Apesar de licenciarem cerca de mil veículos novos por dia na cidade de São Paulo e tendo hoje em circulação mais carros do que quando foi introduzido o rodízio, os administradores não aceitam propostas como a do pedágio urbano para reduzir a pressão em certas áreas, facilitar o transporte coletivo e gerar receitas para outras soluções. Nem a ampliação do rodízio. Muito menos a exigência de retirar um veículo antigo de circulação para licenciar um novo. Nem mesmo uma proibição de fato rigorosa para cargas e descargas em certos horários, como já houve há mais de meio século. Ou questionar a ampliação da frota de motos, que, para ganhar tempo no trânsito, desrespeitam toda a legislação na área. Ou o aumento brutal da poluição urbana, que custa muitas vidas a cada dia, como tem demonstrado a Faculdade de Medicina da USP.
Enquanto isso, na área política só se ouvem discussões sobre procedimentos clientelistas, em que os depositários de votos tentam implantar alguma ação para um parcela específica dos eleitores em troca dos votos. A sociedade, por sua vez, não consegue se organizar e se informar para discutir políticas mais amplas. Campeiam as denúncias de corrupção, corporativismo, regras que beneficiam apenas os detentores de fatias do poder. Mas na área econômica a preocupação única parece ser com taxas de crescimento do PIB, como se esse fosse o único indicador eficaz de progresso real, ou com a redução/isenção de impostos, quando um estudo do Instituto Brasileiro de Planejamento Tributário aponta uma sonegação, só de empresas autuadas entre 2006-2008, de mais de R$ 200 bilhões (32% do Orçamento federal).

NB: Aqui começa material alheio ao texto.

//! Error taxonomy for the authentication and user-management core.
//!
//! Every variant maps to a stable string tag that is the only thing crossing
//! the external boundary. The `Display` output carries the internal context
//! and is meant for logs.

use http::StatusCode;
use std::fmt;

use crate::auth::DenyReason;
use crate::auth::password::PasswordError;
use crate::db::StoreError;

/// Errors produced by the core services.
#[derive(Debug, Clone)]
pub enum CoreError {
    /// No active credential record for the supplied login.
    InvalidLogin,
    /// The supplied password does not match the stored hash.
    InvalidPassword,
    /// Missing, invalid or expired bearer token.
    Unauthenticated,
    /// The guard denied the operation.
    Unauthorized(DenyReason),
    /// The target record does not exist (or is soft-deleted).
    NotFound,
    /// The login is already taken.
    UniqueViolation(String),
    /// Unparseable input such as a non-numeric path id.
    Malformed(String),
    /// The credential store failed.
    StoreUnavailable(String),
    /// Display fields were updated but the password write failed.
    PasswordNotUpdated(String),
    /// Anything else (hashing failure, corrupt stored hash, join errors).
    Internal(String),
}

impl fmt::Display for CoreError {
    fn fmt(&self, f: &mut fmt::Formatter<'_>) -> fmt::Result {
        match self {
            Self::InvalidLogin => write!(f, "Invalid login"),
            Self::InvalidPassword => write!(f, "Invalid password"),
            Self::Unauthenticated => write!(f, "Authentication required"),
            Self::Unauthorized(reason) => write!(f, "Operation denied: {}", reason),
            Self::NotFound => write!(f, "User not found"),
            Self::UniqueViolation(login) => write!(f, "Login already exists: {}", login),
            Self::Malformed(msg) => write!(f, "Malformed input: {}", msg),
            Self::StoreUnavailable(msg) => write!(f, "Credential store error: {}", msg),
            Self::PasswordNotUpdated(msg) => {
                write!(f, "Profile updated but password change failed: {}", msg)
            }
            Self::Internal(msg) => write!(f, "Internal error: {}", msg),
        }
    }
}

impl std::error::Error for CoreError {}

/// Result type for core operations.
pub type CoreResult<T> = Result<T, CoreError>;

impl From<StoreError> for CoreError {
    fn from(err: StoreError) -> Self {
        match err {
            StoreError::UniqueViolation(login) => Self::UniqueViolation(login),
            StoreError::Unavailable(msg) => Self::StoreUnavailable(msg),
        }
    }
}

impl From<PasswordError> for CoreError {
    fn from(err: PasswordError) -> Self {
        Self::Internal(err.to_string())
    }
}

impl CoreError {
    /// Stable tag exposed to clients.
    pub fn tag(&self) -> &'static str {
        match self {
            Self::InvalidLogin => "err.login_mismatch",
            Self::InvalidPassword => "err.password_mismatch",
            Self::Unauthenticated => "err.unauthenticated",
            Self::Unauthorized(DenyReason::BadRequest) | Self::Malformed(_) => "err.bad_request",
            Self::Unauthorized(DenyReason::InvalidPrivilege) => "err.invalid_privilege",
            Self::NotFound => "err.not_found",
            Self::UniqueViolation(_) => "err.login_exists",
            Self::PasswordNotUpdated(_) => "err.password_not_updated",
            Self::StoreUnavailable(_) | Self::Internal(_) => "err.unknown",
        }
    }

    /// HTTP status paired with the tag.
    pub fn status(&self) -> StatusCode {
        match self {
            Self::InvalidLogin
            | Self::InvalidPassword
            | Self::Malformed(_)
            | Self::Unauthorized(DenyReason::BadRequest) => StatusCode::BAD_REQUEST,
            Self::Unauthenticated => StatusCode::UNAUTHORIZED,
            Self::Unauthorized(DenyReason::InvalidPrivilege) => StatusCode::FORBIDDEN,
            Self::NotFound => StatusCode::NOT_FOUND,
            Self::UniqueViolation(_) => StatusCode::CONFLICT,
            Self::PasswordNotUpdated(_) | Self::StoreUnavailable(_) | Self::Internal(_) => {
                StatusCode::INTERNAL_SERVER_ERROR
            }
        }
    }

    /// Whether the failure originates on the server side (logged at error level).
    pub fn is_server_fault(&self) -> bool {
        self.status().is_server_error()
    }
}

#[cfg(test)]
mod tests {
    use super::*;

    #[test]
    fn test_authentication_failures_have_distinct_tags() {
        assert_eq!(CoreError::InvalidLogin.tag(), "err.login_mismatch");
        assert_eq!(CoreError::InvalidPassword.tag(), "err.password_mismatch");
        assert_eq!(CoreError::InvalidLogin.status(), StatusCode::BAD_REQUEST);
        assert_eq!(CoreError::InvalidPassword.status(), StatusCode::BAD_REQUEST);
    }

    #[test]
    fn test_denials_distinguish_bad_request_and_privilege() {
        let bad = CoreError::Unauthorized(DenyReason::BadRequest);
        let privilege = CoreError::Unauthorized(DenyReason::InvalidPrivilege);
        assert_eq!(bad.tag(), "err.bad_request");
        assert_eq!(privilege.tag(), "err.invalid_privilege");
        assert_eq!(privilege.status(), StatusCode::FORBIDDEN);
    }

    #[test]
    fn test_store_errors_do_not_leak_details() {
        let err: CoreError = StoreError::Unavailable("connection refused to 10.0.0.3".into()).into();
        assert_eq!(err.tag(), "err.unknown");
        assert!(err.is_server_fault());
        assert!(err.to_string().contains("connection refused"));
    }

    #[test]
    fn test_unique_violation_conversion() {
        let err: CoreError = StoreError::UniqueViolation("alice".into()).into();
        assert!(matches!(err, CoreError::UniqueViolation(ref l) if l == "alice"));
        assert_eq!(err.status(), StatusCode::CONFLICT);
    }

    #[test]
    fn test_partial_update_is_reported_distinctly() {
        let err = CoreError::PasswordNotUpdated("disk full".into());
        assert_eq!(err.tag(), "err.password_not_updated");
        assert_ne!(err.tag(), CoreError::StoreUnavailable("x".into()).tag());
    }
}
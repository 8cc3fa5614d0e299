use anyhow::Result;
use serde::{Deserialize, Serialize};
use std::env;
use surrealdb::Surreal;
use surrealdb::engine::any::Any;
use surrealdb::opt::auth::Root;

pub type Db = Surreal<Any>;

#[derive(Debug, Clone, Serialize, Deserialize)]
pub struct DatabaseConfig {
    pub url: String,
    pub namespace: String,
    pub database: String,
    pub username: Option<String>,
    pub password: Option<String>,
}

impl Default for DatabaseConfig {
    fn default() -> Self {
        Self {
            url: env::var("SURREALDB_URL").unwrap_or_else(|_| "memory".to_string()),
            namespace: env::var("SURREALDB_NAMESPACE")
                .unwrap_or_else(|_| "directory".to_string()),
            database: env::var("SURREALDB_DATABASE").unwrap_or_else(|_| "auth".to_string()),
            username: env::var("SURREALDB_USERNAME").ok(),
            password: env::var("SURREALDB_PASSWORD").ok(),
        }
    }
}

pub async fn create_connection(config: DatabaseConfig) -> Result<Db> {
    let db = surrealdb::engine::any::connect(config.url).await?;

    // Sign in if credentials are provided
    if let (Some(username), Some(password)) = (config.username, config.password) {
        db.signin(Root {
            username: &username,
            password: &password,
        })
        .await?;
    }

    db.use_ns(config.namespace).use_db(config.database).await?;

    Ok(db)
}

/// Ensure the credential tables and indexes exist. Safe to run repeatedly.
pub async fn ensure_schema(db: &Db) -> Result<()> {
    let schema_queries = vec![
        // Credential records
        "DEFINE TABLE IF NOT EXISTS user SCHEMAFULL;
         DEFINE FIELD IF NOT EXISTS uid ON TABLE user TYPE int;
         DEFINE FIELD IF NOT EXISTS name ON TABLE user TYPE string;
         DEFINE FIELD IF NOT EXISTS surname ON TABLE user TYPE string;
         DEFINE FIELD IF NOT EXISTS login ON TABLE user TYPE string;
         DEFINE FIELD IF NOT EXISTS password_hash ON TABLE user TYPE string;
         DEFINE FIELD IF NOT EXISTS avatar ON TABLE user TYPE string;
         DEFINE FIELD IF NOT EXISTS role ON TABLE user TYPE string DEFAULT 'USER';
         DEFINE FIELD IF NOT EXISTS removed ON TABLE user TYPE bool DEFAULT false;",
        // Id allocation
        "DEFINE TABLE IF NOT EXISTS id_counter SCHEMALESS;",
        // Indexes
        "DEFINE INDEX IF NOT EXISTS user_login ON TABLE user COLUMNS login UNIQUE;
         DEFINE INDEX IF NOT EXISTS user_uid ON TABLE user COLUMNS uid UNIQUE;",
    ];

    for query in schema_queries {
        db.query(query).await?.check()?;
    }

    Ok(())
}

#[cfg(test)]
mod tests {
    use super::*;

    fn memory_config() -> DatabaseConfig {
        DatabaseConfig {
            url: "memory".to_string(),
            ..Default::default()
        }
    }

    #[tokio::test]
    async fn test_ensure_schema_is_idempotent() {
        let db = create_connection(memory_config()).await.unwrap();
        ensure_schema(&db).await.unwrap();
        ensure_schema(&db).await.unwrap();
    }
}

Não será pelos velhos caminhos que conseguiremos avançar de fato. Há outros. Um deles indica que está na hora de as universidades e outras instituições que dominam o saber retomarem um papel que já tiveram (e foi interrompido em 1964), de vanguarda das discussões e de mobilização da sociedade para debater rumos mais adequados. Não é preciso esperar que outros suicidas nos aterrorizem.